The transatlantic slave trade, which lasted for almost four hundred years, left deep marks in all regions where it was adopted, constituting a solid legacy that is perceptible to this day. Thousands of enslaved Africans disembarked in cities such as Buenos Aires, Lima, New York, Rio de Janeiro, Havana, Mexico City, Caracas, Montevideo, Kingstown, and Port-au-Prince among many others and formed, at certain times, the majority of the population in Argentina, Peru, United States, Brazil, Cuba, Jamaica, Venezuela, Uruguay, Jamaica and Haiti.
Anyone who currently walks the streets of Buenos Aires, for example, who watches Argentine football matches and is enchanted by the beautiful films produced by Buenos Aires, may wonder what happened to the almost 74,000 Africans who disembarked in the Rio de la Plata (as the region was known until 1816) that are not seen in the places mentioned.
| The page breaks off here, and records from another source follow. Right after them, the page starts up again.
// SPDX-License-Identifier: BUSL-1.1
// Copyright (c) 2026 Alfred Jean LLC

//! Pure classification of a tmux session into an [`Agent`] or a rejection.
//! All external lookups (environment, process tree, liveness) are injected
//! by the caller so this module has no I/O of its own.

use std::path::{Path, PathBuf};

use crate::model::{Agent, Role, Runtime};

const TOWN_PREFIXES: [&str; 2] = ["hq-", "gt-"];
const MAX_PROCESS_WALK_DEPTH: usize = 4;
const MAX_PROCESS_WALK_FANOUT: usize = 8;

/// Everything the detector needs about a candidate session, gathered by the
/// caller via the command façade.
#[derive(Debug, Clone)]
pub struct Candidate {
    pub session_name: String,
    pub attached: bool,
    pub current_command: String,
    pub pid: i32,
    pub work_dir: PathBuf,
    pub gt_agent: Option<String>,
    pub gt_role: Option<String>,
    pub gt_rig: Option<String>,
}

/// Injected lookups, kept separate from `Candidate` so detection logic
/// stays a pure function of its inputs.
pub trait Environment: Send + Sync {
    /// Direct child processes of `pid` as `(pid, command name)` pairs. Used
    /// to find a runtime binary hiding behind a shell.
    fn child_processes(&self, pid: i32) -> Vec<(i32, String)>;
    /// Whether `pid` currently exists and is not a zombie.
    fn is_alive(&self, pid: i32) -> bool;
}

#[derive(Debug, Clone, PartialEq, Eq)]
pub enum Rejection {
    PrefixMismatch,
    NoRole,
    WorkDirOutsideTown,
    NoRuntime,
    NotAlive,
}

pub fn classify(
    candidate: &Candidate,
    town_dir: &Path,
    env: &dyn Environment,
) -> Result<Agent, Rejection> {
    if !TOWN_PREFIXES.iter().any(|p| candidate.session_name.starts_with(p)) {
        return Err(Rejection::PrefixMismatch);
    }

    let role = candidate
        .gt_role
        .as_deref()
        .filter(|s| !s.is_empty())
        .and_then(Role::from_env_value)
        .or_else(|| infer_role_from_name(&candidate.session_name))
        .ok_or(Rejection::NoRole)?;

    let rig = if candidate.session_name.starts_with("hq-") {
        None
    } else {
        candidate.gt_rig.clone().filter(|s| !s.is_empty())
    };

    let work_dir = candidate.work_dir.clone();
    if !is_under(&work_dir, town_dir) {
        return Err(Rejection::WorkDirOutsideTown);
    }

    let runtime = detect_runtime(&candidate.current_command, candidate.pid, env)
        .ok_or(Rejection::NoRuntime)?;

    if !env.is_alive(candidate.pid) {
        return Err(Rejection::NotAlive);
    }

    Ok(Agent {
        name: candidate.session_name.clone(),
        role,
        runtime,
        rig,
        work_dir,
        attached: candidate.attached,
    })
}

fn infer_role_from_name(name: &str) -> Option<Role> {
    name.split('-').find_map(Role::from_name_segment)
}

fn is_under(path: &Path, town_dir: &Path) -> bool {
    path.starts_with(town_dir)
}

fn detect_runtime(current_command: &str, pid: i32, env: &dyn Environment) -> Option<Runtime> {
    if let Some(runtime) = Runtime::from_command_name(current_command) {
        return Some(runtime);
    }
    if looks_like_bare_version(current_command) {
        return Some(Runtime::Claude);
    }
    if looks_like_shell(current_command) {
        return walk_for_runtime(pid, env, 0);
    }
    None
}

fn looks_like_shell(command: &str) -> bool {
    matches!(command, "bash" | "sh" | "zsh" | "fish" | "dash")
}

fn looks_like_bare_version(command: &str) -> bool {
    !command.is_empty()
        && command.chars().next().is_some_and(|c| c.is_ascii_digit())
        && command.contains('.')
        && command.chars().all(|c| c.is_ascii_digit() || c == '.')
}

fn walk_for_runtime(pid: i32, env: &dyn Environment, depth: usize) -> Option<Runtime> {
    if depth >= MAX_PROCESS_WALK_DEPTH {
        return None;
    }
    for (child_pid, name) in env.child_processes(pid).into_iter().take(MAX_PROCESS_WALK_FANOUT) {
        if let Some(runtime) = Runtime::from_command_name(&name) {
            return Some(runtime);
        }
        if looks_like_bare_version(&name) {
            return Some(Runtime::Claude);
        }
        if looks_like_shell(&name) {
            if let Some(runtime) = walk_for_runtime(child_pid, env, depth + 1) {
                return Some(runtime);
            }
        }
    }
    None
}

#[cfg(test)]
#[path = "detect_tests.rs"]
mod tests;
How did a group that made up half the population in 1776 constitute only 4% of the current inhabitants?
It so happens that in the 19th century, the country was affected by a serious epidemic of yellow fever responsible for decimating significant portions of the population, especially blacks unassisted by health services. In addition to fever, the period was marked by several internal and external wars where legions of enslaved soldiers were sent to be slaughtered on the battlefields.
As if these horrors were not enough, in 1852 President Justo José Urquiza decided to intensify the policy of whitening the population implemented four years earlier. For this, he distributed thousands of passports to blacks, mainly men, and called them to leave the country. The enterprise achieved results and at the beginning of the 20th century, there were few Afro-Argentines in the territory, part of them concentrated in Chacomús.
Despite successive attempts to exterminate blacks and the various campaigns to erase their contributions, they are responsible for the central element of Argentine identity, the tango.
Since the mid-eighteenth century, enslaved people of different ethnicities concentrated in Buenos Aires formed mutual aid societies where they practiced, in addition to other particularities, religious cults. They danced to the beat of drums, sang ancestral songs, worshiped altars filled with sacred symbols and invoked gods until they went into a trance.
These religious groups gave rise to the so-called candombe (from the Bantu Ka n’dombele, which means “to pray to the gods”), existing both in Argentina and in other regions of the Rio de la Plata (the origin of candombe divides scholars to this day). In the candombes, there were several elements and religious rituals related to different African traditions, in addition to the practice of crowning black kings and queens. Over the years, candombe has been changing and gaining different meanings, combining periods of legality and prohibition sanctioned by the powerful slave masters.
After the abolition of slavery (1813), those leaving captivity began to gather in places they called “casa de tango” (also known as “casas de tambó” or “sítios”), replacing the traditional candombes. In these houses, they had meetings, drummed and sang different songs, religious or not, creating a generous universe of sociability. However, these places began to annoy the authorities who ordered their closure and the criminalization of the meetings.
To circumvent the ban and adapt to the contingencies of the moment, the regulars reinvented the spaces, re-articulated their relationships and gave rise to the so-called “ballrooms”, where music played by piano, flute, violin, bandoneón and other instruments prevailed, choreographed by dances that mixed the swing of candombe, detailed steps and traces of sensuality. At the dawn of 1877, a group of black people inspired by candombe and dance halls invented a dance they specifically called “tango”.
Since the colonial period, some blacks had learned classical music, which they began to play and teach in various schools across the country. In the 19th century, pianists such as Ignacio San Martín and Teodoro Hipólito Guzmán played in the Buenos Aires cathedral orchestra. Remigio Navarro, Roque Rivero, and Rosendo Mendizábal alternated between piano lessons and performances at crowded parties.
There were also dozens of composers, among them Casildo Thompson, Frederico Espinoza and Zenón Rolón who stood out for the beautiful songs they wrote. Gabino Ezeiza, born in 1858 in the then-black neighborhood of San Telmo, Buenos Aires, composed more than five hundred songs, including tangos that were immortalized and gained international recognition.
When entering the 20th century, tango underwent several European influences that modified not only the lyrics of the songs but also the choreography and the spaces where it was played. From the dances attended by marginalized blacks and poor whites, it moved to the halls of high society, integrating the repertoire of show houses that went from New York to Paris. As the century progressed, the erasure of the African origin of tango, currently known as the heritage of European immigrants, also accelerated.
From North to South of the Americas, Africans and their descendants built and influenced the formation of different cultural elements, many of them concealed by the systematic falsifications of history. Based on an ideology that established hierarchies among human groups, the Argentine authorities and their minions were not able to destroy the strength of the enslaved who left their fingerprints in the country and were responsible for the creation of the maximum national symbol, like it or not.